TRY IT: Show every line of the data that includes the word "EndOfInput".

DATA SHOWN:
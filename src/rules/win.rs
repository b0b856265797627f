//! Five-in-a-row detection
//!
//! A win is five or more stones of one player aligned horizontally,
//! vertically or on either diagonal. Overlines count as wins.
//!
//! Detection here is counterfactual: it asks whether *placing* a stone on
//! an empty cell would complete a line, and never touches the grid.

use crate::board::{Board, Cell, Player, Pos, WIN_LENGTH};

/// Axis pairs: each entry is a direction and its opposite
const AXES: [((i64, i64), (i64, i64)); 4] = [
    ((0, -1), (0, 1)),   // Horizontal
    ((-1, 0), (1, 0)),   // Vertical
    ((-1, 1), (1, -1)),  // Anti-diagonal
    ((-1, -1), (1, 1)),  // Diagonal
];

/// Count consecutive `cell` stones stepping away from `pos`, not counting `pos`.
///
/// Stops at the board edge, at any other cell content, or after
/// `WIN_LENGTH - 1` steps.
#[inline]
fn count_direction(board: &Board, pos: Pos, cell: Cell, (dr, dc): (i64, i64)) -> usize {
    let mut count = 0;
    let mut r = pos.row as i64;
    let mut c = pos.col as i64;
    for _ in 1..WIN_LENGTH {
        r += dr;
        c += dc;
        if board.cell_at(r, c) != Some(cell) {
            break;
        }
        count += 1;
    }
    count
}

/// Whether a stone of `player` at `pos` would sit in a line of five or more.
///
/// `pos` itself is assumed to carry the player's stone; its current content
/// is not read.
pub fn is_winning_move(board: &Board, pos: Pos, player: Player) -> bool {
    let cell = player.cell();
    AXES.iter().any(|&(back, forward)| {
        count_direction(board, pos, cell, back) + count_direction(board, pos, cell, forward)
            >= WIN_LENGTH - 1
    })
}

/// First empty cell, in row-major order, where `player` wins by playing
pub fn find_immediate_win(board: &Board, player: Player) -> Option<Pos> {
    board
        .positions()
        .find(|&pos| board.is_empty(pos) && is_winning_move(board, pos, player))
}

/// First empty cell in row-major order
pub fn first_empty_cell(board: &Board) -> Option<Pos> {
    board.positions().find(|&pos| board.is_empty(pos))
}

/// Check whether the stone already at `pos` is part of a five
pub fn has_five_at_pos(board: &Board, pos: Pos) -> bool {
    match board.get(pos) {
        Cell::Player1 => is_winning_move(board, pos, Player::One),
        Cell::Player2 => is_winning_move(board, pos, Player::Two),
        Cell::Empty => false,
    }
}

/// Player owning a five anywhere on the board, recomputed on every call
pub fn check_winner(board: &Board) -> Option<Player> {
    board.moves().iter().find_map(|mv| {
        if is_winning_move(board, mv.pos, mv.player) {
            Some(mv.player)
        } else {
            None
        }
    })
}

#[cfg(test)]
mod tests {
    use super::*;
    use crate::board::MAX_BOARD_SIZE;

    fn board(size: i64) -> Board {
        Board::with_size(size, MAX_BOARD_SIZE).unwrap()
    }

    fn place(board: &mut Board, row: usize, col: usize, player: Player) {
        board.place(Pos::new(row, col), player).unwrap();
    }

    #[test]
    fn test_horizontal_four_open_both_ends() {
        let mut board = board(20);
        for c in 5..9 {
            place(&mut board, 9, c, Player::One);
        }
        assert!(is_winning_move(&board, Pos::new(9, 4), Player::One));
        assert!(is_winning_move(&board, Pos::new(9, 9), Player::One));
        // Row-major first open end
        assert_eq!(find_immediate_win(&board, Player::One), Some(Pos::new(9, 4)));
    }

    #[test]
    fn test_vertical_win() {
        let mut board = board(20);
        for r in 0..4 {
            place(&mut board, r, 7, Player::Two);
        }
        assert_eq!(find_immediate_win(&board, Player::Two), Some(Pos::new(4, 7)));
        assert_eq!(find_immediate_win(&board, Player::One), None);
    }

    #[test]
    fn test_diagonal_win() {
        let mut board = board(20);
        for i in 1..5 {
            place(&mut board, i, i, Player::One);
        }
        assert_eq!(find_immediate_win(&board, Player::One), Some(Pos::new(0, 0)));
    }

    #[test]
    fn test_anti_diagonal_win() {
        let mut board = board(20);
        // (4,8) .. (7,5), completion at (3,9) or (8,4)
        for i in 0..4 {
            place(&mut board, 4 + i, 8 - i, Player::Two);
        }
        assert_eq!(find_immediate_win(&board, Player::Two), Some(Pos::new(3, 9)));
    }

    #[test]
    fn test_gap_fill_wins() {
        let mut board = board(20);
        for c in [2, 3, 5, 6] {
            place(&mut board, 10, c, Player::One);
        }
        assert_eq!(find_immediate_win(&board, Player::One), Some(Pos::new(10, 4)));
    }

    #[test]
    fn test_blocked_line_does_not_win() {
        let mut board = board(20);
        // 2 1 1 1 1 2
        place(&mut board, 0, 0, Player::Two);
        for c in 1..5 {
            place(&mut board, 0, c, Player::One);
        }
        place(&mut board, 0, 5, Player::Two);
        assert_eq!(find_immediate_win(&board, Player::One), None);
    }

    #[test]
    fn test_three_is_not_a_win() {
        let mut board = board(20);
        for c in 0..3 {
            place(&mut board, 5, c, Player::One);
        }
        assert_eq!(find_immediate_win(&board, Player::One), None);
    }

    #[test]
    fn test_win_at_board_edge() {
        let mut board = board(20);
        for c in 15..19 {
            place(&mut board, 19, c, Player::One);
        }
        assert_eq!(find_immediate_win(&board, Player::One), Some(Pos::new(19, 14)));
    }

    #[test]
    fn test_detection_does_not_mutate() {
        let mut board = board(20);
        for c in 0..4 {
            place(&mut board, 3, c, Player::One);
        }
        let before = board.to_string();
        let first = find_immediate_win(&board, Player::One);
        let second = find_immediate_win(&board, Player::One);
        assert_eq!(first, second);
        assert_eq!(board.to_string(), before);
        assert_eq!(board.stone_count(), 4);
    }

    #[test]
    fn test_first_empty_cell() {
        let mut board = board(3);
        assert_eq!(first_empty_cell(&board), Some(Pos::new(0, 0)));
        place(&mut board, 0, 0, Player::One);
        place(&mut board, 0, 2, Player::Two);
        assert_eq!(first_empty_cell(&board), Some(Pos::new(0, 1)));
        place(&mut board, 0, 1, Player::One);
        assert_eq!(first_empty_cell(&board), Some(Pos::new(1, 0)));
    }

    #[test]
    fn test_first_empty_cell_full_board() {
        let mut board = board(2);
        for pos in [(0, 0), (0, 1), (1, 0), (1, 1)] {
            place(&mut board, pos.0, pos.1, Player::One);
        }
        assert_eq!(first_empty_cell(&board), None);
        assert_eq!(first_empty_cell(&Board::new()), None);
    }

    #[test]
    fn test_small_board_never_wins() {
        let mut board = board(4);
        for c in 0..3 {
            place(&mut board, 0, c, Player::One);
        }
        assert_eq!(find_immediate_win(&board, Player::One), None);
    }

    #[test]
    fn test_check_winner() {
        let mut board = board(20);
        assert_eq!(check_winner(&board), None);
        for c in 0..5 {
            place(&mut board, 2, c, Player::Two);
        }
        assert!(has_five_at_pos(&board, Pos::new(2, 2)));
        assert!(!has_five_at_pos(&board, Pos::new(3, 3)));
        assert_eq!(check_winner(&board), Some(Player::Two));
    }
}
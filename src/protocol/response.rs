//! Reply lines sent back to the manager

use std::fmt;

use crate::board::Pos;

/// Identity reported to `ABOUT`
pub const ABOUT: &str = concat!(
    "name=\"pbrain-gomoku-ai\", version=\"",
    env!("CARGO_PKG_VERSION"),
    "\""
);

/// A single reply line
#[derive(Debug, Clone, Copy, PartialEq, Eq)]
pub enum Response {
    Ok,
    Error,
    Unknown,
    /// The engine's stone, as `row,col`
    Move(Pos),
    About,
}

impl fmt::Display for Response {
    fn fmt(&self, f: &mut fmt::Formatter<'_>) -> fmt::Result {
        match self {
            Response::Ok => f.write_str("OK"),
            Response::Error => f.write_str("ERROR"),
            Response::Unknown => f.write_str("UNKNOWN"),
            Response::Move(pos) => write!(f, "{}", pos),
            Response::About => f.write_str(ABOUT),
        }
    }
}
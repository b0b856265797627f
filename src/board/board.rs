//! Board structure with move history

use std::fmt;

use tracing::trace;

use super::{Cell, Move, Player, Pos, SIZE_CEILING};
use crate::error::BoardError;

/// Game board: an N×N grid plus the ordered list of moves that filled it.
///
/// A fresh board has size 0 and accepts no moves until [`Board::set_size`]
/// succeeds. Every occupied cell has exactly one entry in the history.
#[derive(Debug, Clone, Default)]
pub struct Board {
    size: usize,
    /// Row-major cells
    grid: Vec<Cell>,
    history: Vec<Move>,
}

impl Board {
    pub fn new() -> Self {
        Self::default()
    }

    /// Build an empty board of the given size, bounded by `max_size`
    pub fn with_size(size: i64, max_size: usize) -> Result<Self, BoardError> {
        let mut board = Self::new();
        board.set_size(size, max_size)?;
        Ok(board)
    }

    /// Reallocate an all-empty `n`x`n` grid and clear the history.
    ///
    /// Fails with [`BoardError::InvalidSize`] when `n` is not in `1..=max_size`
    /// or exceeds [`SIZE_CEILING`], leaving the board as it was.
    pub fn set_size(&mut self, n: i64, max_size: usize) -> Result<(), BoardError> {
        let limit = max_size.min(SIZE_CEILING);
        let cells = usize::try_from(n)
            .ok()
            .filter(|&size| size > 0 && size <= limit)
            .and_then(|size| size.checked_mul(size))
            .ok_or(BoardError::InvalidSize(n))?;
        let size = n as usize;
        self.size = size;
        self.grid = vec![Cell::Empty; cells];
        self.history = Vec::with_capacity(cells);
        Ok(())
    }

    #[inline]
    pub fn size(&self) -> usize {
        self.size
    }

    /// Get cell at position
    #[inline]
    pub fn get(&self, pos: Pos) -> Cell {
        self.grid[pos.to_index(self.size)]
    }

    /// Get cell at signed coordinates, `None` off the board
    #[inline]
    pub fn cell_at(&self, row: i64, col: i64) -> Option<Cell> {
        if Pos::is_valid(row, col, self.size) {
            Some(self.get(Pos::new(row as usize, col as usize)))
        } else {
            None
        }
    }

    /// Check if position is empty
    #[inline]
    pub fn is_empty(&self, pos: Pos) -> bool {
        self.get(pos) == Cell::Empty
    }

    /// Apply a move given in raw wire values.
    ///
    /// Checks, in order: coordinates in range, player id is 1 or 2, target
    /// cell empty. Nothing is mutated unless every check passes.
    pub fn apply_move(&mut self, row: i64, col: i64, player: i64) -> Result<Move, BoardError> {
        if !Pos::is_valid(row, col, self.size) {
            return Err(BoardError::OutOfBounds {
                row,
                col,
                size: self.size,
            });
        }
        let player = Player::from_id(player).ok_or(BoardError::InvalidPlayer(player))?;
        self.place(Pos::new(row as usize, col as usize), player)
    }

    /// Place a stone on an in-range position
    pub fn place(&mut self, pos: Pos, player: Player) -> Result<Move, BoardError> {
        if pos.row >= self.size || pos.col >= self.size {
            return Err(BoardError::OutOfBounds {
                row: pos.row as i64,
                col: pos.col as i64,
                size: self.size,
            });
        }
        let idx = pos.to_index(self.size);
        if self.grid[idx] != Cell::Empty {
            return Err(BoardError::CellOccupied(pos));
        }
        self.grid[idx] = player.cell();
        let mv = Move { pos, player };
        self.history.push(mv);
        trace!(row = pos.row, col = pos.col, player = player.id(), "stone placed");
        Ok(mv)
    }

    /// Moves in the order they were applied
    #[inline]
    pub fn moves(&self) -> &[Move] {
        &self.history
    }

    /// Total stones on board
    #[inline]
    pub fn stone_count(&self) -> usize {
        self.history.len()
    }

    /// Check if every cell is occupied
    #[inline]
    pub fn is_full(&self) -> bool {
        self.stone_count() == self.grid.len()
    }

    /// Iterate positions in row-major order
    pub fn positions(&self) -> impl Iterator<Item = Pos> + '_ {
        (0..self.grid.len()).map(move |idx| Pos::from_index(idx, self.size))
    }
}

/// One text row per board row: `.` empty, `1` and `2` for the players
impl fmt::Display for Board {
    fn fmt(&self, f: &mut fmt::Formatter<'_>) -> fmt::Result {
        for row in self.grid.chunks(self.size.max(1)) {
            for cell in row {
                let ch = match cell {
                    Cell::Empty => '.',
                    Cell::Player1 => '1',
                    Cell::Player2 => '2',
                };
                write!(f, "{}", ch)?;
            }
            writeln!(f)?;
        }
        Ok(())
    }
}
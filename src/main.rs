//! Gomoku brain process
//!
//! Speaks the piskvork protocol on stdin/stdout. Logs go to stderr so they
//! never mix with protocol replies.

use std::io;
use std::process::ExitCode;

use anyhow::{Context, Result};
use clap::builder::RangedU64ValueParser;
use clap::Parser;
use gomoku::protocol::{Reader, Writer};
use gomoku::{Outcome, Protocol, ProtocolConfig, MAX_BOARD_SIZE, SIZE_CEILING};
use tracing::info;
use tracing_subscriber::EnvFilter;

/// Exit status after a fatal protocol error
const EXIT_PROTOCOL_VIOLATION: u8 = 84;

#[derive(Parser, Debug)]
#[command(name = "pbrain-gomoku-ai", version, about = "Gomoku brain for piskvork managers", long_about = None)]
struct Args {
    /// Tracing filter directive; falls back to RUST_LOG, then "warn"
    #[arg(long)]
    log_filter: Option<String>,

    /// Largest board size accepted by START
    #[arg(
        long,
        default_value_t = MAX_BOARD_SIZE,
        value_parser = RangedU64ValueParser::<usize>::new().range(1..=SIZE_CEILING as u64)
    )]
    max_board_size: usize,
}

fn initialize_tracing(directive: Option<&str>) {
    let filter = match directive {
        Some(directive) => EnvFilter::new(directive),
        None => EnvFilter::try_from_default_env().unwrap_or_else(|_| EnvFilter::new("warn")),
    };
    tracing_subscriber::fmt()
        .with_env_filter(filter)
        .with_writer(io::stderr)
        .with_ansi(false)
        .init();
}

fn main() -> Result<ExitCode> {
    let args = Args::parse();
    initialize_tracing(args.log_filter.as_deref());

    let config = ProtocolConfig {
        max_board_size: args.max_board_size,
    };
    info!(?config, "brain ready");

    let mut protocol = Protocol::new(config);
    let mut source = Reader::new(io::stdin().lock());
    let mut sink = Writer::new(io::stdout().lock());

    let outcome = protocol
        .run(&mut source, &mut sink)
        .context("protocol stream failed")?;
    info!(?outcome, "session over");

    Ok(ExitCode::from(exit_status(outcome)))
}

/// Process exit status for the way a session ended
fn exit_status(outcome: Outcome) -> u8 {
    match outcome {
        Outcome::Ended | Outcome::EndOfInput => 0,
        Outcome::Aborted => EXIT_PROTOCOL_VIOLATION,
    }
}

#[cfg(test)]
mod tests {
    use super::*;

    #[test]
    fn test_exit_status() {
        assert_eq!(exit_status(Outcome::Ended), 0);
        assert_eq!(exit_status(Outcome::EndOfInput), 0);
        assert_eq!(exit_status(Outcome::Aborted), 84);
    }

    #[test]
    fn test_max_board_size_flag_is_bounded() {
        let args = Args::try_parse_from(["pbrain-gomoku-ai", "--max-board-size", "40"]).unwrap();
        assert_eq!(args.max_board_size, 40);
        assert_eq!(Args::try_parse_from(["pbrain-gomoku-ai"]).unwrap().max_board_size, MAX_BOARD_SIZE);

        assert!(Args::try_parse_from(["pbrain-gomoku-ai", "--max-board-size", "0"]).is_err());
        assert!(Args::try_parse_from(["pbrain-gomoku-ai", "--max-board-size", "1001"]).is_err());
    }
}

EXPECTED ANSWER:
        Outcome::Ended | Outcome::EndOfInput => 0,
        assert_eq!(exit_status(Outcome::EndOfInput), 0);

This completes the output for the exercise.